My name is Greg Propignan. I’m from
Lexington, Mass. My job is to put qualified people into the Navy. My name
is Lt. Francis Brown. I’m the enlisted programs officer for Navy
Recruiting District New England. It is absolutely vital for our
recruiters to be able to match the needs of the applicants that come into our offices
looking for something out of the Navy with the different opportunities and the benefits
that the Navy has to offer. I’m Alfredo Rajuela. When I thought of a recruiter, I thought
somebody that basically was selling a job. Well, they immediately
wanted to know what my educational background was, and moreover, they started asking questions
about your personal, you know, background. And the same thing like when you talk
about a company recruiter that’s going around looking for
employees They look around, and they interview you, and basically, they figure out if you’re what they need, or if qualified or not. I’m putting someone into the
organization that I’m in, and I represent it and I’m proud of. So I’m going to want to put someone in the Navy who I
can see myself serving with or possibly even working for. I came in and asked questions,
especially about, like, the officer program and, like, what I wanted to do;
how to get into that. I was told basically four or five
different options to be able to do that. One of our requirements and focuses is, if we have a student that’s interested
naval service we certainly meet with their family right out of the gate to
make sure that the family, as a whole, is on the same page with what the Navy has to offer
and what that applicant’s looking for. There’s nothing stronger than the heart
of a volunteer. Honestly this is something that you don’t have to do. You’re determined to do it. And so, if
you’re willing to do that, then you’ve already made a step in the right direction. To be able to see that young man or woman come in, raise their right hand, make an oath to commitment and then see them come back in six or
seven months from their initial training on a hometown recruiting assignment, and
just see the development that’s taken place and how they’re a completely
different person — motivated, focused on a naval career and a future — and just to be
able [to be] part of that transition is a truly special privilege.

6 comments

  1. In reality these recruiters are worse than used car salesmen. The experience with a recruiter is nothing like they portray in this video.

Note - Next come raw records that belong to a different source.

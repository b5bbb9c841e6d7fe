use macro_utils::prelude::*;

mod inner {
    use macro_utils::prelude::*;

    define_local_enum!(pub(crate) State, OPEN, CLOSED);

    pub(crate) fn name(state: State) -> &'static str {
        state_to_string(state)
    }
}

define_struct!(#[derive(Debug)] Pair, u8, left, Option<u8>, right);

define_enum!(#[derive(Default)] Answer, NO, YES);

fn main() {
    let pair = Pair {
        left: 1,
        right: None,
    };
    assert_eq!(pair.left, 1);
    assert!(pair.right.is_none());

    assert_eq!(inner::name(inner::State::CLOSED), "CLOSED");
    assert_eq!(Answer::default(), Answer::Answer_INVALID);
    assert_eq!(tostring!(Answer), "Answer");
    assert_eq!(p_or_null(None), "NULL");
}
use macro_utils::prelude::*;

define_local_enum!(pub Phase, IDLE, RUNNING, DONE);

define_local_enum_without_invalid!(pub Step, ONE = 1, TWO);

/// Public surface over the private lookups.
#[must_use]
pub fn describe(phase: Phase, step: Step) -> String {
    format!("{}:{}", phase_to_string(phase), step_to_string(step))
}
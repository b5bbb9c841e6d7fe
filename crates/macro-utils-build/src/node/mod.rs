mod enumeration;
mod record;

pub use enumeration::{EnumSpec, EnumeratorSpec, Sentinel, lookup_fn_ident, sentinel_ident};
pub use record::{FieldSpec, RecordSpec};

use proc_macro2::TokenStream;
use syn::{
    Attribute, Ident, Token, Visibility,
    parse::{ParseStream, Parser},
};

///
/// Header
/// `[#[attr]]* [vis] Name [, rest...]` shared by every generator input
///

pub(crate) struct Header {
    pub attrs: Vec<Attribute>,
    pub vis: Visibility,
    pub ident: Ident,
    pub rest: TokenStream,
}

impl Header {
    pub(crate) fn parse(tokens: TokenStream) -> syn::Result<Self> {
        let parser = |input: ParseStream| -> syn::Result<Self> {
            let attrs = input.call(Attribute::parse_outer)?;
            let vis: Visibility = input.parse()?;
            let ident: Ident = input.parse()?;

            let rest = if input.is_empty() {
                TokenStream::new()
            } else {
                input.parse::<Token![,]>()?;
                input.parse::<TokenStream>()?
            };

            Ok(Self {
                attrs,
                vis,
                ident,
                rest,
            })
        };

        parser.parse2(tokens)
    }
}
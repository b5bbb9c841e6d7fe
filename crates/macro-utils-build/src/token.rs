//! Token predicates and argument splitting.
//!
//! Arguments are separated by top-level commas only. Delimited groups are
//! atomic, so `(a, b)` is one argument.

use proc_macro2::{Spacing, TokenStream, TokenTree};

/// True iff the stream contains no tokens at all.
#[must_use]
pub fn is_empty(tokens: &TokenStream) -> bool {
    tokens.is_empty()
}

/// True iff the stream is exactly the integer literal `0`.
#[must_use]
pub fn is_zero(tokens: &TokenStream) -> bool {
    let mut iter = tokens.clone().into_iter();

    match (iter.next(), iter.next()) {
        (Some(TokenTree::Literal(lit)), None) => lit.to_string() == "0",
        _ => false,
    }
}

/// Select `then` unless `cond` is literally `0`.
///
/// An empty condition is not zero and selects `then`.
#[must_use]
pub fn token_if(cond: &TokenStream, then: TokenStream, otherwise: TokenStream) -> TokenStream {
    if is_zero(cond) { otherwise } else { then }
}

/// Split a comma-separated list into its arguments.
///
/// An empty stream is a single empty argument and a trailing comma yields a
/// trailing empty argument, so `a,` splits into `[a, <empty>]`.
#[must_use]
pub fn split_args(tokens: TokenStream) -> Vec<TokenStream> {
    split(tokens, Angles::Ignore)
}

/// Split a comma-separated list of types and identifiers.
///
/// Commas nested inside `<...>` do not separate arguments, so
/// `HashMap<K, V>, map` is two arguments.
#[must_use]
pub fn split_type_args(tokens: TokenStream) -> Vec<TokenStream> {
    split(tokens, Angles::Always)
}

/// Split a comma-separated list of `NAME [= expr]` items.
///
/// Only turbofish generics (`::<...>`) hold commas, so `A = T::<X, Y>::C`
/// is one argument while `B = C << 2` and `D = 1 < 2` stay plain operators.
#[must_use]
pub fn split_expr_args(tokens: TokenStream) -> Vec<TokenStream> {
    split(tokens, Angles::Turbofish)
}

// Which `<` open a generic argument list.
#[derive(Clone, Copy, Eq, PartialEq)]
enum Angles {
    Ignore,
    Always,
    Turbofish,
}

fn split(tokens: TokenStream, angles: Angles) -> Vec<TokenStream> {
    let mut args = Vec::new();
    let mut current = Vec::new();
    let mut depth = 0usize;
    let mut prev_arrow_head = false;
    let mut prev_joint_colon = false;
    let mut prev_path_sep = false;

    for tree in tokens {
        let mut arrow_head = false;
        let mut joint_colon = false;
        let mut path_sep = false;

        if let TokenTree::Punct(punct) = &tree {
            let opens = match angles {
                Angles::Ignore => false,
                Angles::Always => true,
                Angles::Turbofish => depth > 0 || prev_path_sep,
            };

            match punct.as_char() {
                ',' if depth == 0 => {
                    args.push(current.drain(..).collect());
                    prev_arrow_head = false;
                    prev_joint_colon = false;
                    prev_path_sep = false;
                    continue;
                }
                '<' if opens => depth += 1,
                '>' if angles != Angles::Ignore && depth > 0 && !prev_arrow_head => depth -= 1,
                '-' => arrow_head = punct.spacing() == Spacing::Joint,
                ':' => {
                    path_sep = prev_joint_colon;
                    joint_colon = !path_sep && punct.spacing() == Spacing::Joint;
                }
                _ => {}
            }
        }

        prev_arrow_head = arrow_head;
        prev_joint_colon = joint_colon;
        prev_path_sep = path_sep;
        current.push(tree);
    }

    args.push(current.into_iter().collect());
    args
}

#[cfg(test)]
mod tests {
    use super::*;
    use quote::quote;

    fn rendered(args: &[TokenStream]) -> Vec<String> {
        args.iter().map(ToString::to_string).collect()
    }

    #[test]
    fn zero_is_only_the_bare_digit() {
        assert!(is_zero(&quote!(0)));
        assert!(!is_zero(&quote!(1)));
        assert!(!is_zero(&quote!(0u8)));
        assert!(!is_zero(&quote!(0 + 0)));
        assert!(!is_zero(&quote!()));
    }

    #[test]
    fn empty_means_no_tokens() {
        assert!(is_empty(&quote!()));
        assert!(!is_empty(&quote!(x)));
    }

    #[test]
    fn token_if_selects_else_only_for_zero() {
        let pick = |cond: TokenStream| token_if(&cond, quote!(yes), quote!(no)).to_string();

        assert_eq!(pick(quote!(0)), "no");
        assert_eq!(pick(quote!(1)), "yes");
        assert_eq!(pick(quote!(X)), "yes");
        assert_eq!(pick(quote!()), "yes");
    }

    #[test]
    fn split_keeps_groups_atomic() {
        let args = split_args(quote!(a, (b, c), d = [1, 2]));

        assert_eq!(rendered(&args), ["a", "(b , c)", "d = [1 , 2]"]);
    }

    #[test]
    fn split_empty_stream_is_one_empty_argument() {
        let args = split_args(quote!());

        assert_eq!(args.len(), 1);
        assert!(args[0].is_empty());
    }

    #[test]
    fn split_preserves_elided_arguments() {
        let args = split_args(quote!(, , X,));

        assert_eq!(args.len(), 4);
        assert_eq!(rendered(&args), ["", "", "X", ""]);
    }

    #[test]
    fn split_type_args_ignores_generic_commas() {
        let args = split_type_args(quote!(HashMap<K, Vec<V>>, map, fn(u8) -> u8, f));

        assert_eq!(
            rendered(&args),
            ["HashMap < K , Vec < V >>", "map", "fn (u8) -> u8", "f"]
        );
    }

    #[test]
    fn split_expr_args_keeps_turbofish_generics_whole() {
        let args = split_expr_args(quote!(
            A = Table::<u8, Vec<i32>>::FIRST,
            B = A << 2,
            C = (1 < 2) as i32,
            D = A >> 1
        ));

        assert_eq!(
            rendered(&args),
            [
                "A = Table :: < u8 , Vec < i32 >> :: FIRST",
                "B = A << 2",
                "C = (1 < 2) as i32",
                "D = A >> 1",
            ]
        );
    }

    #[test]
    fn split_expr_args_treats_bare_comparisons_as_operators() {
        let args = split_expr_args(quote!(A = 1 < 2, B));

        assert_eq!(rendered(&args), ["A = 1 < 2", "B"]);
    }
}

  2. You have to be careful to make certain that a recruiter will expect an applicant to tell the truth about relevant information. I had to report 2 recruiters and their boss to a Navy recruiting commander because I filled out a variety of enlistment documents & was unqualified to join. These recruiters wanted me to lie about disqualifying information and I would not agree to it. Their boss ended up re-arranging their perspective about following UCMJ.